• _What to produce_
Write out the whole listing below so that every line matches exactly.

• _Data for the task_
-=-=-=-=-

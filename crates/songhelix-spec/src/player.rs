//! Player configuration: devices, channel map, tempo, LFOs, synchronization.

use std::collections::HashMap;

use serde::{Deserialize, Serialize};

use crate::random::RandomValue;

/// Player selector.
#[derive(Debug, Clone, PartialEq, Serialize, Deserialize)]
#[serde(tag = "type", rename_all = "snake_case")]
pub enum PlayerSpec {
    /// Real-time MIDI player.
    Midi(MidiPlayerSpec),
}

/// Configuration for the MIDI player.
#[derive(Debug, Clone, PartialEq, Serialize, Deserialize)]
pub struct MidiPlayerSpec {
    /// Named output devices.
    pub devices: Vec<DeviceSpec>,
    /// Instrument name to device channel bindings.
    pub instruments: HashMap<String, DeviceChannelSpec>,
    /// Tempo in thousandths of BPM.
    #[serde(default = "default_milli_bpm")]
    pub milli_bpm: RandomValue,
    /// Global transposition applied to melodic tracks.
    #[serde(default = "default_transposition")]
    pub transposition: RandomValue,
    /// Groove weights; [1] plays straight.
    #[serde(default = "default_groove")]
    pub groove: Vec<u32>,
    /// Controller LFOs evaluated every tick.
    #[serde(default)]
    pub lfos: Vec<LfoSpec>,
    /// Ticks waited (with clock pulses) before the first musical tick.
    #[serde(default)]
    pub before_play_wait_ticks: u32,
    /// Ticks waited after the last musical tick.
    #[serde(default)]
    pub after_play_wait_ticks: u32,
    /// Optional external synchronization input.
    #[serde(default, skip_serializing_if = "Option::is_none")]
    pub synchronization: Option<SyncSpec>,
    /// Template for per-device MIDI file export; `${name}` and `${device}`
    /// are substituted. No export when absent.
    #[serde(default, skip_serializing_if = "Option::is_none")]
    pub midi_file_template: Option<String>,
    #[serde(default, skip_serializing_if = "Option::is_none")]
    pub seed: Option<u64>,
    #[serde(default, skip_serializing_if = "Option::is_none")]
    pub salt: Option<u32>,
}

/// One named MIDI output device.
#[derive(Debug, Clone, PartialEq, Serialize, Deserialize)]
pub struct DeviceSpec {
    /// Name used by instrument bindings and file templates.
    pub name: String,
    /// Platform port-name candidates; the first that connects wins.
    pub candidates: Vec<String>,
    /// Emit 24-PPQN clock pulses to this device.
    #[serde(default)]
    pub clock_synchronization: bool,
}

/// Binding of an instrument to a device channel.
#[derive(Debug, Clone, PartialEq, Serialize, Deserialize)]
pub struct DeviceChannelSpec {
    /// Device name.
    pub device: String,
    /// MIDI channel, 0-15.
    pub channel: u8,
    /// Program number 0-127, or -1 to leave the channel program unchanged.
    #[serde(default = "default_program")]
    pub program: i16,
    /// Optional legato controller pathway.
    #[serde(default, skip_serializing_if = "Option::is_none")]
    pub legato_controller: Option<LegatoControllerSpec>,
}

/// Legato-controller configuration for one instrument.
#[derive(Debug, Clone, PartialEq, Serialize, Deserialize)]
pub struct LegatoControllerSpec {
    /// Controller number.
    pub controller: u8,
    /// Value sent before a legato NOTE_ON.
    pub on_value: u8,
    /// Value sent after the deferred NOTE_OFF.
    pub off_value: u8,
}

/// A controller LFO.
#[derive(Debug, Clone, PartialEq, Serialize, Deserialize)]
pub struct LfoSpec {
    /// Target controller: a name from the controller table, `cc:N`,
    /// `pitch_bend`, or the pseudo-controller `milli_bpm`.
    pub controller: String,
    /// Instrument whose channel receives the messages (also the reference
    /// for `activity` rotation). Unused for `milli_bpm`.
    #[serde(default, skip_serializing_if = "Option::is_none")]
    pub instrument: Option<String>,
    /// Waveform shape.
    #[serde(default)]
    pub shape: LfoShape,
    /// Rotations per rotation unit.
    #[serde(default = "default_speed")]
    pub speed: f64,
    /// What one rotation spans.
    #[serde(default)]
    pub rotation_unit: RotationUnit,
    /// Initial phase in rotations.
    #[serde(default)]
    pub phase: f64,
    /// Value emitted at the waveform minimum.
    pub min_value: i32,
    /// Value emitted at the waveform maximum.
    pub max_value: i32,
    #[serde(default, skip_serializing_if = "Option::is_none")]
    pub seed: Option<u64>,
    #[serde(default, skip_serializing_if = "Option::is_none")]
    pub salt: Option<u32>,
}

/// LFO waveform shape.
#[derive(Debug, Clone, Copy, PartialEq, Eq, Default, Serialize, Deserialize)]
#[serde(rename_all = "snake_case")]
pub enum LfoShape {
    #[default]
    Sine,
    Triangle,
    Sawtooth,
    Square,
    /// Sample-and-hold random steps.
    Random,
}

/// What one LFO rotation spans.
#[derive(Debug, Clone, Copy, PartialEq, Eq, Default, Serialize, Deserialize)]
#[serde(rename_all = "snake_case")]
pub enum RotationUnit {
    /// The whole song.
    #[default]
    Song,
    /// The instrument's first-active to last-active span.
    Activity,
    /// One beat.
    Beat,
    /// One wall-clock second.
    Second,
}

/// External synchronization input.
#[derive(Debug, Clone, PartialEq, Serialize, Deserialize)]
pub struct SyncSpec {
    /// Input port-name candidates.
    pub candidates: Vec<String>,
    /// Hold playback until a START message arrives.
    #[serde(default)]
    pub wait_for_start: bool,
}

fn default_milli_bpm() -> RandomValue {
    RandomValue::Fixed(120_000)
}

fn default_transposition() -> RandomValue {
    RandomValue::Fixed(0)
}

fn default_groove() -> Vec<u32> {
    vec![1]
}

fn default_program() -> i16 {
    -1
}

fn default_speed() -> f64 {
    1.0
}

#[cfg(test)]
mod tests {
    use super::*;

    #[test]
    fn minimal_player_deserializes() {
        let json = r#"{
            "type": "midi",
            "devices": [{"name": "out", "candidates": ["FLUID"]}],
            "instruments": {"lead": {"device": "out", "channel": 0}}
        }"#;
        let spec: PlayerSpec = serde_json::from_str(json).unwrap();
        let PlayerSpec::Midi(midi) = spec;
        assert_eq!(midi.groove, vec![1]);
        assert_eq!(midi.instruments["lead"].program, -1);
        assert_eq!(midi.milli_bpm, RandomValue::Fixed(120_000));
    }

    #[test]
    fn lfo_defaults() {
        let json = r#"{"controller":"cc:74","min_value":0,"max_value":127}"#;
        let lfo: LfoSpec = serde_json::from_str(json).unwrap();
        assert_eq!(lfo.shape, LfoShape::Sine);
        assert_eq!(lfo.rotation_unit, RotationUnit::Song);
        assert_eq!(lfo.speed, 1.0);
    }
}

-=-=-=-=-

• _Output for this exercise_
filename crates/songhelix-spec/src/player.rs
//! Player configuration: devices, channel map, tempo, LFOs, synchronization.

use std::collections::HashMap;

use serde::{Deserialize, Serialize};

use crate::random::RandomValue;

/// Player selector.
#[derive(Debug, Clone, PartialEq, Serialize, Deserialize)]
#[serde(tag = "type", rename_all = "snake_case")]
pub enum PlayerSpec {
    /// Real-time MIDI player.
    Midi(MidiPlayerSpec),
}

/// Configuration for the MIDI player.
#[derive(Debug, Clone, PartialEq, Serialize, Deserialize)]
pub struct MidiPlayerSpec {
    /// Named output devices.
    pub devices: Vec<DeviceSpec>,
    /// Instrument name to device channel bindings.
    pub instruments: HashMap<String, DeviceChannelSpec>,
    /// Tempo in thousandths of BPM.
    #[serde(default = "default_milli_bpm")]
    pub milli_bpm: RandomValue,
    /// Global transposition applied to melodic tracks.
    #[serde(default = "default_transposition")]
    pub transposition: RandomValue,
    /// Groove weights; [1] plays straight.
    #[serde(default = "default_groove")]
    pub groove: Vec<u32>,
    /// Controller LFOs evaluated every tick.
    #[serde(default)]
    pub lfos: Vec<LfoSpec>,
    /// Ticks waited (with clock pulses) before the first musical tick.
    #[serde(default)]
    pub before_play_wait_ticks: u32,
    /// Ticks waited after the last musical tick.
    #[serde(default)]
    pub after_play_wait_ticks: u32,
    /// Optional external synchronization input.
    #[serde(default, skip_serializing_if = "Option::is_none")]
    pub synchronization: Option<SyncSpec>,
    /// Template for per-device MIDI file export; `${name}` and `${device}`
    /// are substituted. No export when absent.
    #[serde(default, skip_serializing_if = "Option::is_none")]
    pub midi_file_template: Option<String>,
    #[serde(default, skip_serializing_if = "Option::is_none")]
    pub seed: Option<u64>,
    #[serde(default, skip_serializing_if = "Option::is_none")]
    pub salt: Option<u32>,
}

/// One named MIDI output device.
#[derive(Debug, Clone, PartialEq, Serialize, Deserialize)]
pub struct DeviceSpec {
    /// Name used by instrument bindings and file templates.
    pub name: String,
    /// Platform port-name candidates; the first that connects wins.
    pub candidates: Vec<String>,
    /// Emit 24-PPQN clock pulses to this device.
    #[serde(default)]
    pub clock_synchronization: bool,
}

/// Binding of an instrument to a device channel.
#[derive(Debug, Clone, PartialEq, Serialize, Deserialize)]
pub struct DeviceChannelSpec {
    /// Device name.
    pub device: String,
    /// MIDI channel, 0-15.
    pub channel: u8,
    /// Program number 0-127, or -1 to leave the channel program unchanged.
    #[serde(default = "default_program")]
    pub program: i16,
    /// Optional legato controller pathway.
    #[serde(default, skip_serializing_if = "Option::is_none")]
    pub legato_controller: Option<LegatoControllerSpec>,
}

/// Legato-controller configuration for one instrument.
#[derive(Debug, Clone, PartialEq, Serialize, Deserialize)]
pub struct LegatoControllerSpec {
    /// Controller number.
    pub controller: u8,
    /// Value sent before a legato NOTE_ON.
    pub on_value: u8,
    /// Value sent after the deferred NOTE_OFF.
    pub off_value: u8,
}

/// A controller LFO.
#[derive(Debug, Clone, PartialEq, Serialize, Deserialize)]
pub struct LfoSpec {
    /// Target controller: a name from the controller table, `cc:N`,
    /// `pitch_bend`, or the pseudo-controller `milli_bpm`.
    pub controller: String,
    /// Instrument whose channel receives the messages (also the reference
    /// for `activity` rotation). Unused for `milli_bpm`.
    #[serde(default, skip_serializing_if = "Option::is_none")]
    pub instrument: Option<String>,
    /// Waveform shape.
    #[serde(default)]
    pub shape: LfoShape,
    /// Rotations per rotation unit.
    #[serde(default = "default_speed")]
    pub speed: f64,
    /// What one rotation spans.
    #[serde(default)]
    pub rotation_unit: RotationUnit,
    /// Initial phase in rotations.
    #[serde(default)]
    pub phase: f64,
    /// Value emitted at the waveform minimum.
    pub min_value: i32,
    /// Value emitted at the waveform maximum.
    pub max_value: i32,
    #[serde(default, skip_serializing_if = "Option::is_none")]
    pub seed: Option<u64>,
    #[serde(default, skip_serializing_if = "Option::is_none")]
    pub salt: Option<u32>,
}

/// LFO waveform shape.
#[derive(Debug, Clone, Copy, PartialEq, Eq, Default, Serialize, Deserialize)]
#[serde(rename_all = "snake_case")]
pub enum LfoShape {
    #[default]
    Sine,
    Triangle,
    Sawtooth,
    Square,
    /// Sample-and-hold random steps.
    Random,
}

/// What one LFO rotation spans.
#[derive(Debug, Clone, Copy, PartialEq, Eq, Default, Serialize, Deserialize)]
#[serde(rename_all = "snake_case")]
pub enum RotationUnit {
    /// The whole song.
    #[default]
    Song,
    /// The instrument's first-active to last-active span.
    Activity,
    /// One beat.
    Beat,
    /// One wall-clock second.
    Second,
}

/// External synchronization input.
#[derive(Debug, Clone, PartialEq, Serialize, Deserialize)]
pub struct SyncSpec {
    /// Input port-name candidates.
    pub candidates: Vec<String>,
    /// Hold playback until a START message arrives.
    #[serde(default)]
    pub wait_for_start: bool,
}

fn default_milli_bpm() -> RandomValue {
    RandomValue::Fixed(120_000)
}

fn default_transposition() -> RandomValue {
    RandomValue::Fixed(0)
}

fn default_groove() -> Vec<u32> {
    vec![1]
}

fn default_program() -> i16 {
    -1
}

fn default_speed() -> f64 {
    1.0
}

#[cfg(test)]
mod tests {
    use super::*;

    #[test]
    fn minimal_player_deserializes() {
        let json = r#"{
            "type": "midi",
            "devices": [{"name": "out", "candidates": ["FLUID"]}],
            "instruments": {"lead": {"device": "out", "channel": 0}}
        }"#;
        let spec: PlayerSpec = serde_json::from_str(json).unwrap();
        let PlayerSpec::Midi(midi) = spec;
        assert_eq!(midi.groove, vec![1]);
        assert_eq!(midi.instruments["lead"].program, -1);
        assert_eq!(midi.milli_bpm, RandomValue::Fixed(120_000));
    }

    #[test]
    fn lfo_defaults() {
        let json = r#"{"controller":"cc:74","min_value":0,"max_value":127}"#;
        let lfo: LfoSpec = serde_json::from_str(json).unwrap();
        assert_eq!(lfo.shape, LfoShape::Sine);
        assert_eq!(lfo.rotation_unit, RotationUnit::Song);
        assert_eq!(lfo.speed, 1.0);
    }
}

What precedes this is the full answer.